Psychopathology and Violent Crime
The psychiatric community has debated for years the significance of the relationship between mental disorder and serious violence. Psychopathology and Violent Crime goes to the heart of this controversial and complex subject.
Dr. Skodol presents the results of extensive epidemiologic samples and studies of criminal populations on the correlation between crime and mental disorder. Specifically, this reference covers:
- Studies on the relationship of violence at Axis I psychopathology and discusses the genesis of violent behavior among psychotic patients
- Findings from research data, clinical experience, and analysis of the personality profiles of 300 murderers, which provide clues on the motivations of murderers and prisoners
- Research on the relationship between Axis II disorders and the motivation for criminal behavior, typically a neglected area of research
- Importance of antisocial personality disorder and other personality psychopathology in understanding some of society's most horrific murderers
- Genetic and biological studies on the correlation of crime and aggression at the neurobiological level
- The implications of violence and psychopathology to the criminal justice system and to the prevention of violent crimes
This annotated volume presents the cutting-edge research on biological, psychological, and social factors influencing violence in the mentally disordered.
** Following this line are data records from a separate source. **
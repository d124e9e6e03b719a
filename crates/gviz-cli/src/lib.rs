// Rust guideline compliant 2026-02-06

//! gviz CLI library.
//!
//! This library exposes the CLI modules for use in tests and external code.

pub mod args;
pub mod output;

pub use args::{parse_message_spec, read_table};
pub use output::{create_formatter, OutputFormatter};
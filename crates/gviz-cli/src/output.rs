// Rust guideline compliant 2026-02-06

//! Output formatting for assembled responses.
//!
//! Writes responses the way a CGI script would: one header per line, a
//! blank line, then the body.

use gviz_core::AssembledResponse;

/// Output formatter trait.
pub trait OutputFormatter {
    /// Formats an assembled response for stdout.
    fn format_response(&self, response: &AssembledResponse) -> String;
}

/// Headers, blank line, body.
pub struct CgiFormatter;

impl OutputFormatter for CgiFormatter {
    fn format_response(&self, response: &AssembledResponse) -> String {
        let mut out = String::new();
        for header in &response.headers {
            out.push_str(&header.to_string());
            out.push_str("\r\n");
        }
        out.push_str("\r\n");
        out.push_str(&response.body);
        out
    }
}

/// Body only.
pub struct BodyFormatter;

impl OutputFormatter for BodyFormatter {
    fn format_response(&self, response: &AssembledResponse) -> String {
        response.body.clone()
    }
}

/// Creates a formatter.
///
/// # Arguments
/// * `body_only` - Whether to omit headers
pub fn create_formatter(body_only: bool) -> Box<dyn OutputFormatter> {
    if body_only {
        Box::new(BodyFormatter)
    } else {
        Box::new(CgiFormatter)
    }
}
It is a resource psychiatric professionals, as well as anyone working in the legal system, will find useful.
- Introduction to the review of psychiatry series. Violent crime and axis I psychopathology. The personalities of murderers: The Importance of Psychopathy and Sadism. Axis II disorders and motivation for serious criminal behavior. Biology of aggression: relevance to crime. Psychopathology, crime, and law. Index.
About the Authors
Andrew E. Skodol, M.D., is Professor of Clinical Psychiatry at the Columbia University College of Physicians and Surgeons and Director of the Department of Personality Studies at New York State Psychiatric Institute in New York, New York.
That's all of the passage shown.